_To do_.
Going through the material underneath, give only the number of lines that contain "format".

※

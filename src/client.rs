//! RPC client for a running recovery server.

use crate::context::{RepairAction, StatisticsReport};
use crate::engine::{ArchInfo, DiskInfo, FileTypeOption, InitArgs, PartitionInfo, StatusStep};
use crate::liveness::Heartbeat;
use crate::recovery::{RecoveryOptions, StatusSnapshot};
use crate::server::wire::*;
use crate::service::StartRecovery;
use crate::shutdown::ShutdownReport;
use reqwest::Client;
use serde::de::DeserializeOwned;
use serde::Serialize;
use std::path::Path;
use std::time::Duration;
use thiserror::Error;
use tracing::debug;

const CLIENT_CONNECT_TIMEOUT: Duration = Duration::from_secs(10);

/// Client-side failures.
#[derive(Debug, Error)]
pub enum ClientError {
    /// The server answered `success = false`
    #[error("{0}")]
    Rpc(String),

    #[error("Connection error: {0}")]
    Connect(String),

    #[error("Request failed with status {status}: {message}")]
    Status { status: u16, message: String },

    #[error("HTTP error: {0}")]
    Http(String),

    #[error("Malformed response: {0}")]
    Malformed(String),
}

fn map_http_error(error: reqwest::Error) -> ClientError {
    if let Some(status) = error.status() {
        ClientError::Status {
            status: status.as_u16(),
            message: error.to_string(),
        }
    } else if error.is_connect() || error.is_timeout() {
        ClientError::Connect(error.to_string())
    } else if error.is_decode() {
        ClientError::Malformed(error.to_string())
    } else {
        ClientError::Http(error.to_string())
    }
}

/// Async client speaking the `/rpc/*` JSON protocol.
#[derive(Clone)]
pub struct RecoveryClient {
    client: Client,
    base_url: String,
}

impl RecoveryClient {
    /// `address` is `host:port` or a full `http://` URL.
    pub fn new(address: &str) -> Result<Self, ClientError> {
        let client = Client::builder()
            .no_proxy()
            .connect_timeout(CLIENT_CONNECT_TIMEOUT)
            .build()
            .map_err(map_http_error)?;
        let base_url = if address.starts_with("http://") || address.starts_with("https://") {
            address.trim_end_matches('/').to_string()
        } else {
            format!("http://{}", address)
        };
        Ok(Self { client, base_url })
    }

    pub fn base_url(&self) -> &str {
        &self.base_url
    }

    async fn call<Req, Resp>(&self, route: &str, request: &Req) -> Result<Resp, ClientError>
    where
        Req: Serialize + ?Sized,
        Resp: DeserializeOwned,
    {
        debug!(route = %route, "RPC call");
        let reply: Reply<Resp> = self
            .client
            .post(format!("{}{}", self.base_url, route))
            .json(request)
            .send()
            .await
            .map_err(map_http_error)?
            .error_for_status()
            .map_err(map_http_error)?
            .json()
            .await
            .map_err(map_http_error)?;

        if !reply.success {
            return Err(ClientError::Rpc(
                reply
                    .error_message
                    .unwrap_or_else(|| "unknown error".to_string()),
            ));
        }
        reply
            .data
            .ok_or_else(|| ClientError::Malformed(format!("{} returned no data", route)))
    }

    pub async fn create_context(&self, args: &InitArgs) -> Result<String, ClientError> {
        let resp: CreateContextResponse = self.call(routes::CREATE_CONTEXT, args).await?;
        Ok(resp.context_id)
    }

    pub async fn disks(&self, context_id: &str) -> Result<Vec<DiskInfo>, ClientError> {
        let resp: DisksResponse = self.call(routes::GET_DISKS, &context(context_id)).await?;
        Ok(resp.disks)
    }

    pub async fn add_image(&self, context_id: &str, image: &Path) -> Result<DiskInfo, ClientError> {
        let req = AddImageRequest {
            context_id: context_id.to_string(),
            image_path: image.to_path_buf(),
        };
        let resp: AddImageResponse = self.call(routes::ADD_IMAGE, &req).await?;
        Ok(resp.disk)
    }

    pub async fn partitions(
        &self,
        context_id: &str,
        device: Option<&str>,
    ) -> Result<Vec<PartitionInfo>, ClientError> {
        let req = PartitionsRequest {
            context_id: context_id.to_string(),
            device: device.map(str::to_string),
        };
        let resp: PartitionsResponse = self.call(routes::GET_PARTITIONS, &req).await?;
        Ok(resp.partitions)
    }

    pub async fn architectures(&self, context_id: &str) -> Result<Vec<ArchInfo>, ClientError> {
        let resp: ArchsResponse = self.call(routes::GET_ARCHS, &context(context_id)).await?;
        Ok(resp.architectures)
    }

    pub async fn set_architecture(
        &self,
        context_id: &str,
        arch_name: Option<&str>,
    ) -> Result<ArchInfo, ClientError> {
        let req = SetArchRequest {
            context_id: context_id.to_string(),
            arch_name: arch_name.map(str::to_string),
        };
        let resp: SetArchResponse = self.call(routes::SET_ARCH, &req).await?;
        Ok(resp.selected)
    }

    pub async fn file_options(&self, context_id: &str) -> Result<Vec<FileTypeOption>, ClientError> {
        let resp: FileOptionsResponse =
            self.call(routes::GET_FILE_OPTIONS, &context(context_id)).await?;
        Ok(resp.file_types)
    }

    pub async fn configure_options(
        &self,
        context_id: &str,
        options: &RecoveryOptions,
    ) -> Result<(), ClientError> {
        let req = ConfigureOptionsRequest {
            context_id: context_id.to_string(),
            options: options.clone(),
        };
        let _: Empty = self.call(routes::CONFIGURE_OPTIONS, &req).await?;
        Ok(())
    }

    pub async fn start_recovery(&self, request: &StartRecovery) -> Result<String, ClientError> {
        let resp: StartRecoveryResponse = self.call(routes::START_RECOVERY, request).await?;
        Ok(resp.recovery_id)
    }

    pub async fn recovery_status(&self, recovery_id: &str) -> Result<StatusSnapshot, ClientError> {
        self.call(routes::GET_RECOVERY_STATUS, &recovery(recovery_id)).await
    }

    pub async fn stop_recovery(&self, recovery_id: &str) -> Result<(), ClientError> {
        let _: Empty = self.call(routes::STOP_RECOVERY, &recovery(recovery_id)).await?;
        Ok(())
    }

    pub async fn list_recoveries(&self) -> Result<Vec<StatusSnapshot>, ClientError> {
        let resp: RecoveriesResponse = self.call(routes::LIST_RECOVERIES, &Empty {}).await?;
        Ok(resp.recoveries)
    }

    pub async fn statistics(&self, context_id: &str) -> Result<StatisticsReport, ClientError> {
        self.call(routes::GET_STATISTICS, &context(context_id)).await
    }

    pub async fn cleanup(&self, context_id: &str) -> Result<(), ClientError> {
        let _: Empty = self.call(routes::CLEANUP, &context(context_id)).await?;
        Ok(())
    }

    pub async fn shutdown(&self, force: bool, reason: Option<&str>) -> Result<ShutdownReport, ClientError> {
        let req = ShutdownRequest {
            force,
            reason: reason.map(str::to_string),
        };
        self.call(routes::SHUTDOWN, &req).await
    }

    pub async fn heartbeat(&self, context_id: Option<&str>) -> Result<Heartbeat, ClientError> {
        let req = HeartbeatRequest {
            context_id: context_id.map(str::to_string),
        };
        self.call(routes::HEARTBEAT, &req).await
    }

    pub async fn set_log_level(&self, level: &str) -> Result<String, ClientError> {
        let req = SetLogLevelRequest {
            level: level.to_string(),
        };
        let resp: SetLogLevelResponse = self.call(routes::SET_LOG_LEVEL, &req).await?;
        Ok(resp.level)
    }

    /// Run one partition repair action; returns the engine's result code.
    pub async fn repair(&self, context_id: &str, action: RepairAction) -> Result<i32, ClientError> {
        let context_id = context_id.to_string();
        let resp: RepairResponse = match action {
            RepairAction::SearchPartitions { fast_mode, dump } => {
                let req = SearchPartitionsRequest {
                    context_id,
                    fast_mode,
                    dump,
                };
                self.call(routes::SEARCH_PARTITIONS, &req).await?
            }
            RepairAction::ValidateGeometry => {
                self.call(routes::VALIDATE_DISK_GEOMETRY, &ContextRequest { context_id })
                    .await?
            }
            RepairAction::WriteTable {
                simulate,
                no_confirm,
            } => {
                let req = WritePartitionTableRequest {
                    context_id,
                    simulate,
                    no_confirm,
                };
                self.call(routes::WRITE_PARTITION_TABLE, &req).await?
            }
            RepairAction::DeleteTable => {
                let req = DiskWriteRequest {
                    context_id,
                    device: None,
                };
                self.call(routes::DELETE_PARTITION_TABLE, &req).await?
            }
            RepairAction::TestStructure => {
                self.call(routes::TEST_PARTITION_STRUCTURE, &ContextRequest { context_id })
                    .await?
            }
            RepairAction::ChangeStatus { order, step } => {
                let route = match step {
                    StatusStep::Next => routes::CHANGE_PARTITION_STATUS_NEXT,
                    StatusStep::Previous => routes::CHANGE_PARTITION_STATUS_PREV,
                };
                self.call(route, &PartitionOrderRequest { context_id, order })
                    .await?
            }
            RepairAction::ChangeType { order, part_type } => {
                let req = ChangePartitionTypeRequest {
                    context_id,
                    order,
                    part_type,
                };
                self.call(routes::CHANGE_PARTITION_TYPE, &req).await?
            }
            RepairAction::ListFiles { order } => {
                self.call(
                    routes::LIST_PARTITION_FILES,
                    &PartitionOrderRequest { context_id, order },
                )
                .await?
            }
            RepairAction::SaveBackup => {
                self.call(routes::SAVE_PARTITION_BACKUP, &ContextRequest { context_id })
                    .await?
            }
            RepairAction::LoadBackup => {
                self.call(routes::LOAD_PARTITION_BACKUP, &ContextRequest { context_id })
                    .await?
            }
            RepairAction::WriteBootCode => {
                let req = DiskWriteRequest {
                    context_id,
                    device: None,
                };
                self.call(routes::WRITE_MBR_CODE, &req).await?
            }
            RepairAction::EnsureSingleBootable => {
                self.call(
                    routes::ENSURE_SINGLE_BOOTABLE_PARTITION,
                    &ContextRequest { context_id },
                )
                .await?
            }
        };
        debug!(action = action.name(), result = resp.result, "Partition repair done");
        Ok(resp.result)
    }

    /// Poll a recovery until it completes, handing each snapshot to `on_update`.
    pub async fn wait_for_completion(
        &self,
        recovery_id: &str,
        poll: Duration,
        mut on_update: impl FnMut(&StatusSnapshot),
    ) -> Result<StatusSnapshot, ClientError> {
        loop {
            let snapshot = self.recovery_status(recovery_id).await?;
            on_update(&snapshot);
            if snapshot.is_complete {
                return Ok(snapshot);
            }
            tokio::time::sleep(poll).await;
        }
    }
}

fn context(context_id: &str) -> ContextRequest {
    ContextRequest {
        context_id: context_id.to_string(),
    }
}

fn recovery(recovery_id: &str) -> RecoveryRequest {
    RecoveryRequest {
        recovery_id: recovery_id.to_string(),
    }
}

※

_Exercise result_.
3